INPUT DATA:
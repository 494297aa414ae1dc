//! Style records shared by sections, rows and components.
//!
//! Every field is optional: an absent value means "emit nothing" when the
//! record is turned into CSS declarations. Records serialize flat and in
//! camelCase so they can be flattened into the owning properties record.

use serde::{Deserialize, Serialize};

/// Box model and background properties common to every node
#[derive(Debug, Clone, Default, PartialEq, Serialize, Deserialize)]
#[serde(rename_all = "camelCase", default)]
pub struct BoxStyle {
    #[serde(skip_serializing_if = "Option::is_none")]
    pub padding: Option<String>,
    #[serde(skip_serializing_if = "Option::is_none")]
    pub margin: Option<String>,
    #[serde(skip_serializing_if = "Option::is_none")]
    pub background_color: Option<String>,
    #[serde(skip_serializing_if = "Option::is_none")]
    pub background_image: Option<String>,
    #[serde(skip_serializing_if = "Option::is_none")]
    pub background_size: Option<String>,
    #[serde(skip_serializing_if = "Option::is_none")]
    pub background_position: Option<String>,
    #[serde(skip_serializing_if = "Option::is_none")]
    pub background_repeat: Option<String>,
    #[serde(skip_serializing_if = "Option::is_none")]
    pub border: Option<String>,
    #[serde(skip_serializing_if = "Option::is_none")]
    pub border_radius: Option<String>,
    #[serde(skip_serializing_if = "Option::is_none")]
    pub max_width: Option<String>,
    #[serde(skip_serializing_if = "Option::is_none")]
    pub min_height: Option<String>,
    #[serde(skip_serializing_if = "Option::is_none")]
    pub max_height: Option<String>,
}

impl BoxStyle {
    /// Padding, margin and background colour only
    pub fn spacing(padding: &str, margin: &str, background_color: &str) -> Self {
        Self {
            padding: Some(padding.to_string()),
            margin: Some(margin.to_string()),
            background_color: Some(background_color.to_string()),
            ..Default::default()
        }
    }
}

/// Flexbox layout mode (only honoured when `display` is `flex`)
#[derive(Debug, Clone, Default, PartialEq, Serialize, Deserialize)]
#[serde(rename_all = "camelCase", default)]
pub struct FlexLayout {
    #[serde(skip_serializing_if = "Option::is_none")]
    pub display: Option<String>,
    #[serde(skip_serializing_if = "Option::is_none")]
    pub flex_direction: Option<String>,
    #[serde(skip_serializing_if = "Option::is_none")]
    pub justify_content: Option<String>,
    #[serde(skip_serializing_if = "Option::is_none")]
    pub align_items: Option<String>,
    #[serde(skip_serializing_if = "Option::is_none")]
    pub gap: Option<String>,
}

impl FlexLayout {
    pub fn is_flex(&self) -> bool {
        self.display.as_deref() == Some("flex")
    }
}

/// Font and text properties
#[derive(Debug, Clone, Default, PartialEq, Serialize, Deserialize)]
#[serde(rename_all = "camelCase", default)]
pub struct Typography {
    #[serde(skip_serializing_if = "Option::is_none")]
    pub font_size: Option<String>,
    #[serde(skip_serializing_if = "Option::is_none")]
    pub font_weight: Option<String>,
    #[serde(skip_serializing_if = "Option::is_none")]
    pub color: Option<String>,
    #[serde(skip_serializing_if = "Option::is_none")]
    pub text_align: Option<String>,
    #[serde(skip_serializing_if = "Option::is_none")]
    pub line_height: Option<String>,
    #[serde(skip_serializing_if = "Option::is_none")]
    pub font_family: Option<String>,
    #[serde(skip_serializing_if = "Option::is_none")]
    pub text_decoration: Option<String>,
}

/// Properties of a section
#[derive(Debug, Clone, Default, PartialEq, Serialize, Deserialize)]
#[serde(rename_all = "camelCase", default)]
pub struct SectionProperties {
    #[serde(flatten)]
    pub box_style: BoxStyle,
    #[serde(flatten)]
    pub layout: FlexLayout,
}

/// Properties of a row; `columns` drives the derived column grid
#[derive(Debug, Clone, PartialEq, Serialize, Deserialize)]
#[serde(rename_all = "camelCase", default)]
pub struct RowProperties {
    #[serde(flatten)]
    pub box_style: BoxStyle,
    #[serde(flatten)]
    pub layout: FlexLayout,
    pub columns: u32,
    #[serde(skip_serializing_if = "Option::is_none")]
    pub column_spacing: Option<String>,
}

impl RowProperties {
    /// Column count used for layout; zero is treated as one
    pub fn column_count(&self) -> usize {
        self.columns.max(1) as usize
    }
}

impl Default for RowProperties {
    fn default() -> Self {
        Self {
            box_style: BoxStyle::default(),
            layout: FlexLayout::default(),
            columns: 1,
            column_spacing: None,
        }
    }
}
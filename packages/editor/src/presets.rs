//! Multi-column row presets used by the "add row template" command.

use crate::patch::merge_record;
use mailforge_document::{
    defaults, BoxStyle, Component, ComponentKind, ComponentType, IdGenerator, Row,
    RowProperties,
};
use serde::{Deserialize, Serialize};
use serde_json::{Map, Value};

/// A named row layout with one component spec per column
#[derive(Debug, Clone, PartialEq, Serialize, Deserialize)]
#[serde(rename_all = "camelCase")]
pub struct RowPreset {
    #[serde(default)]
    pub name: String,
    #[serde(default = "default_columns")]
    pub columns: u32,
    #[serde(default, skip_serializing_if = "Option::is_none")]
    pub column_spacing: Option<String>,
    #[serde(default, skip_serializing_if = "Option::is_none")]
    pub padding: Option<String>,
    #[serde(default, skip_serializing_if = "Option::is_none")]
    pub margin: Option<String>,
    #[serde(default, skip_serializing_if = "Option::is_none")]
    pub background_color: Option<String>,
    #[serde(default)]
    pub components: Vec<PresetComponent>,
}

#[derive(Debug, Clone, PartialEq, Serialize, Deserialize)]
pub struct PresetComponent {
    #[serde(rename = "type")]
    pub component_type: ComponentType,
    /// Overrides merged over the type's default properties
    #[serde(default)]
    pub properties: Map<String, Value>,
}

fn default_columns() -> u32 {
    1
}

impl PresetComponent {
    pub fn text(content: &str) -> Self {
        let mut properties = Map::new();
        properties.insert("content".to_string(), Value::String(content.to_string()));
        Self {
            component_type: ComponentType::Text,
            properties,
        }
    }
}

impl RowPreset {
    pub const BUILTIN_IDS: [&'static str; 3] = ["single-column", "two-column", "three-column"];

    pub fn builtin(id: &str) -> Option<Self> {
        match id {
            "single-column" => Some(Self::single_column()),
            "two-column" => Some(Self::two_column()),
            "three-column" => Some(Self::three_column()),
            _ => None,
        }
    }

    pub fn single_column() -> Self {
        Self::layout(
            "Single Column",
            1,
            "0px",
            vec![PresetComponent::text(
                "This is a single column. Drag components here.",
            )],
        )
    }

    pub fn two_column() -> Self {
        Self::layout(
            "Two Column",
            2,
            "20px",
            vec![
                PresetComponent::text("Column 1"),
                PresetComponent::text("Column 2"),
            ],
        )
    }

    pub fn three_column() -> Self {
        Self::layout(
            "Three Column",
            3,
            "15px",
            vec![
                PresetComponent::text("Column 1"),
                PresetComponent::text("Column 2"),
                PresetComponent::text("Column 3"),
            ],
        )
    }

    fn layout(name: &str, columns: u32, spacing: &str, components: Vec<PresetComponent>) -> Self {
        Self {
            name: name.to_string(),
            columns,
            column_spacing: Some(spacing.to_string()),
            padding: Some("0px 0".to_string()),
            margin: Some("0px".to_string()),
            background_color: Some("transparent".to_string()),
            components,
        }
    }

    /// Build a row with fresh ids for the row and every component
    ///
    /// Component `i` of the preset gets `columnIndex = i`. Specs whose
    /// property overrides do not fit the component type are skipped.
    pub fn instantiate(&self, ids: &mut IdGenerator, existing_rows: usize) -> Row {
        let components = self
            .components
            .iter()
            .enumerate()
            .filter_map(|(index, spec)| spec.instantiate(ids, index))
            .collect();

        let name = if self.name.is_empty() {
            format!("Row {}", existing_rows + 1)
        } else {
            self.name.clone()
        };

        Row {
            id: ids.new_id(),
            name,
            visible: true,
            locked: false,
            properties: RowProperties {
                box_style: BoxStyle::spacing(
                    self.padding.as_deref().unwrap_or(""),
                    self.margin.as_deref().unwrap_or("0px"),
                    self.background_color.as_deref().unwrap_or("transparent"),
                ),
                columns: self.columns.max(1),
                column_spacing: Some(
                    self.column_spacing
                        .clone()
                        .unwrap_or_else(|| "0px".to_string()),
                ),
                ..Default::default()
            },
            components,
        }
    }
}

impl PresetComponent {
    fn instantiate(&self, ids: &mut IdGenerator, index: usize) -> Option<Component> {
        let mut kind = match ComponentKind::default_for(self.component_type) {
            ComponentKind::Text(props) => {
                merge_record(&props, &self.properties).map(ComponentKind::Text)
            }
            ComponentKind::Image(props) => {
                merge_record(&props, &self.properties).map(ComponentKind::Image)
            }
            ComponentKind::Button(props) => {
                merge_record(&props, &self.properties).map(ComponentKind::Button)
            }
        }
        .map_err(|reason| {
            tracing::debug!(
                "[RowPreset] Skipping {} component {}: {}",
                self.component_type,
                index,
                reason
            );
        })
        .ok()?;
        kind.set_column_index(index);

        Some(Component {
            id: ids.new_id(),
            name: format!("{} {}", self.component_type.display_name(), index + 1),
            visible: true,
            locked: false,
            kind,
            position: defaults::default_position(self.component_type),
        })
    }
}
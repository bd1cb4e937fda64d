//! Validation utilities for the StockLens inventory platform

use rust_decimal::Decimal;

/// Validate email format (basic check)
pub fn validate_email(email: &str) -> Result<(), &'static str> {
    if email.contains('@') && email.contains('.') && email.len() >= 5 {
        Ok(())
    } else {
        Err("Invalid email format")
    }
}

/// Validate that a SKU is 3-80 alphanumeric/dash/underscore characters
pub fn validate_sku(sku: &str) -> Result<(), &'static str> {
    if sku.len() < 3 || sku.len() > 80 {
        return Err("SKU must be 3-80 characters");
    }
    if !sku
        .chars()
        .all(|c| c.is_ascii_alphanumeric() || c == '-' || c == '_')
    {
        return Err("SKU may contain only letters, digits, dashes, and underscores");
    }
    Ok(())
}

/// Validate unit prices at product creation: both positive, price above cost
pub fn validate_pricing(price: Decimal, cost_price: Decimal) -> Result<(), &'static str> {
    if price <= Decimal::ZERO {
        return Err("Price must be positive");
    }
    if cost_price <= Decimal::ZERO {
        return Err("Cost price must be positive");
    }
    if price <= cost_price {
        return Err("Price must be greater than cost price");
    }
    Ok(())
}

/// Validate an organization slug (lowercase alphanumeric and dashes)
pub fn validate_slug(slug: &str) -> Result<(), &'static str> {
    if slug.len() < 2 || slug.len() > 100 {
        return Err("Slug must be 2-100 characters");
    }
    if !slug
        .chars()
        .all(|c| c.is_ascii_lowercase() || c.is_ascii_digit() || c == '-')
    {
        return Err("Slug may contain only lowercase letters, digits, and dashes");
    }
    Ok(())
}

#[cfg(test)]
mod tests {
    use super::*;
    use std::str::FromStr;

    fn dec(s: &str) -> Decimal {
        Decimal::from_str(s).unwrap()
    }

    #[test]
    fn test_email_validation() {
        assert!(validate_email("user@example.com").is_ok());
        assert!(validate_email("bad").is_err());
        assert!(validate_email("no-at.example.com").is_err());
    }

    #[test]
    fn test_sku_validation() {
        assert!(validate_sku("SKU-001").is_ok());
        assert!(validate_sku("ab").is_err());
        assert!(validate_sku("has space").is_err());
    }

    #[test]
    fn test_pricing_requires_margin() {
        assert!(validate_pricing(dec("10.00"), dec("6.50")).is_ok());
        assert!(validate_pricing(dec("5.00"), dec("5.00")).is_err());
        assert!(validate_pricing(dec("0"), dec("1.00")).is_err());
        assert!(validate_pricing(dec("2.00"), dec("0")).is_err());
    }

    #[test]
    fn test_slug_validation() {
        assert!(validate_slug("acme-corp").is_ok());
        assert!(validate_slug("Acme").is_err());
        assert!(validate_slug("a").is_err());
    }

    mod props {
        use super::*;
        use proptest::prelude::*;

        proptest! {
            #[test]
            fn prop_well_formed_skus_pass(sku in "[A-Za-z0-9_-]{3,80}") {
                prop_assert!(validate_sku(&sku).is_ok());
            }

            #[test]
            fn prop_well_formed_slugs_pass(slug in "[a-z0-9-]{2,100}") {
                prop_assert!(validate_slug(&slug).is_ok());
            }

            #[test]
            fn prop_price_must_exceed_cost(price in 1u32..10_000, cost in 1u32..10_000) {
                let result = validate_pricing(Decimal::from(price), Decimal::from(cost));
                prop_assert_eq!(result.is_ok(), price > cost);
            }
        }
    }
}
//! Organization profile service
//!
//! Read and update the calling user's own organization. The slug is fixed
//! at registration and never changes afterwards.

use chrono::{DateTime, Utc};
use sqlx::PgPool;
use uuid::Uuid;

use shared::models::{Organization, UpdateOrganizationInput};

use crate::error::{AppError, AppResult};

/// Organization profile service
#[derive(Clone)]
pub struct OrganizationService {
    db: PgPool,
}

/// Row for organization queries
#[derive(Debug, sqlx::FromRow)]
struct OrganizationRow {
    id: Uuid,
    name: String,
    slug: String,
    active: bool,
    created_at: DateTime<Utc>,
}

impl OrganizationRow {
    fn into_model(self) -> Organization {
        Organization {
            id: self.id,
            name: self.name,
            slug: self.slug,
            active: self.active,
            created_at: self.created_at,
        }
    }
}

const ORGANIZATION_COLUMNS: &str = "id, name, slug, active, created_at";

impl OrganizationService {
    pub fn new(db: PgPool) -> Self {
        Self { db }
    }

    /// Get an organization by id
    pub async fn get_organization(&self, organization_id: Uuid) -> AppResult<Organization> {
        let row = sqlx::query_as::<_, OrganizationRow>(&format!(
            "SELECT {ORGANIZATION_COLUMNS} FROM organizations WHERE id = $1"
        ))
        .bind(organization_id)
        .fetch_optional(&self.db)
        .await?
        .ok_or_else(|| AppError::NotFound("Organization".to_string()))?;

        Ok(row.into_model())
    }

    /// Update an organization's profile
    pub async fn update_organization(
        &self,
        organization_id: Uuid,
        input: UpdateOrganizationInput,
    ) -> AppResult<Organization> {
        if let Some(name) = &input.name {
            if name.trim().is_empty() {
                return Err(AppError::Validation {
                    field: "name".to_string(),
                    message: "Organization name must not be empty".to_string(),
                });
            }
        }

        let existing = self.get_organization(organization_id).await?;
        let name = input.name.unwrap_or(existing.name);
        let active = input.active.unwrap_or(existing.active);

        let row = sqlx::query_as::<_, OrganizationRow>(&format!(
            r#"
            UPDATE organizations
            SET name = $1, active = $2
            WHERE id = $3
            RETURNING {ORGANIZATION_COLUMNS}
            "#
        ))
        .bind(&name)
        .bind(active)
        .bind(organization_id)
        .fetch_one(&self.db)
        .await?;

        Ok(row.into_model())
    }
}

EXERCISE DETAILS:
Your answer should be the lines of the listing above between the line holding "rows and components." and the line holding "pub struct FlexLayout", inclusive, restated word for word and alone.

ANSWER BELOW:
//! Style records shared by sections, rows and components.
//!
//! Every field is optional: an absent value means "emit nothing" when the
//! record is turned into CSS declarations. Records serialize flat and in
//! camelCase so they can be flattened into the owning properties record.

use serde::{Deserialize, Serialize};

/// Box model and background properties common to every node
#[derive(Debug, Clone, Default, PartialEq, Serialize, Deserialize)]
#[serde(rename_all = "camelCase", default)]
pub struct BoxStyle {
    #[serde(skip_serializing_if = "Option::is_none")]
    pub padding: Option<String>,
    #[serde(skip_serializing_if = "Option::is_none")]
    pub margin: Option<String>,
    #[serde(skip_serializing_if = "Option::is_none")]
    pub background_color: Option<String>,
    #[serde(skip_serializing_if = "Option::is_none")]
    pub background_image: Option<String>,
    #[serde(skip_serializing_if = "Option::is_none")]
    pub background_size: Option<String>,
    #[serde(skip_serializing_if = "Option::is_none")]
    pub background_position: Option<String>,
    #[serde(skip_serializing_if = "Option::is_none")]
    pub background_repeat: Option<String>,
    #[serde(skip_serializing_if = "Option::is_none")]
    pub border: Option<String>,
    #[serde(skip_serializing_if = "Option::is_none")]
    pub border_radius: Option<String>,
    #[serde(skip_serializing_if = "Option::is_none")]
    pub max_width: Option<String>,
    #[serde(skip_serializing_if = "Option::is_none")]
    pub min_height: Option<String>,
    #[serde(skip_serializing_if = "Option::is_none")]
    pub max_height: Option<String>,
}

impl BoxStyle {
    /// Padding, margin and background colour only
    pub fn spacing(padding: &str, margin: &str, background_color: &str) -> Self {
        Self {
            padding: Some(padding.to_string()),
            margin: Some(margin.to_string()),
            background_color: Some(background_color.to_string()),
            ..Default::default()
        }
    }
}

/// Flexbox layout mode (only honoured when `display` is `flex`)
#[derive(Debug, Clone, Default, PartialEq, Serialize, Deserialize)]
#[serde(rename_all = "camelCase", default)]
pub struct FlexLayout {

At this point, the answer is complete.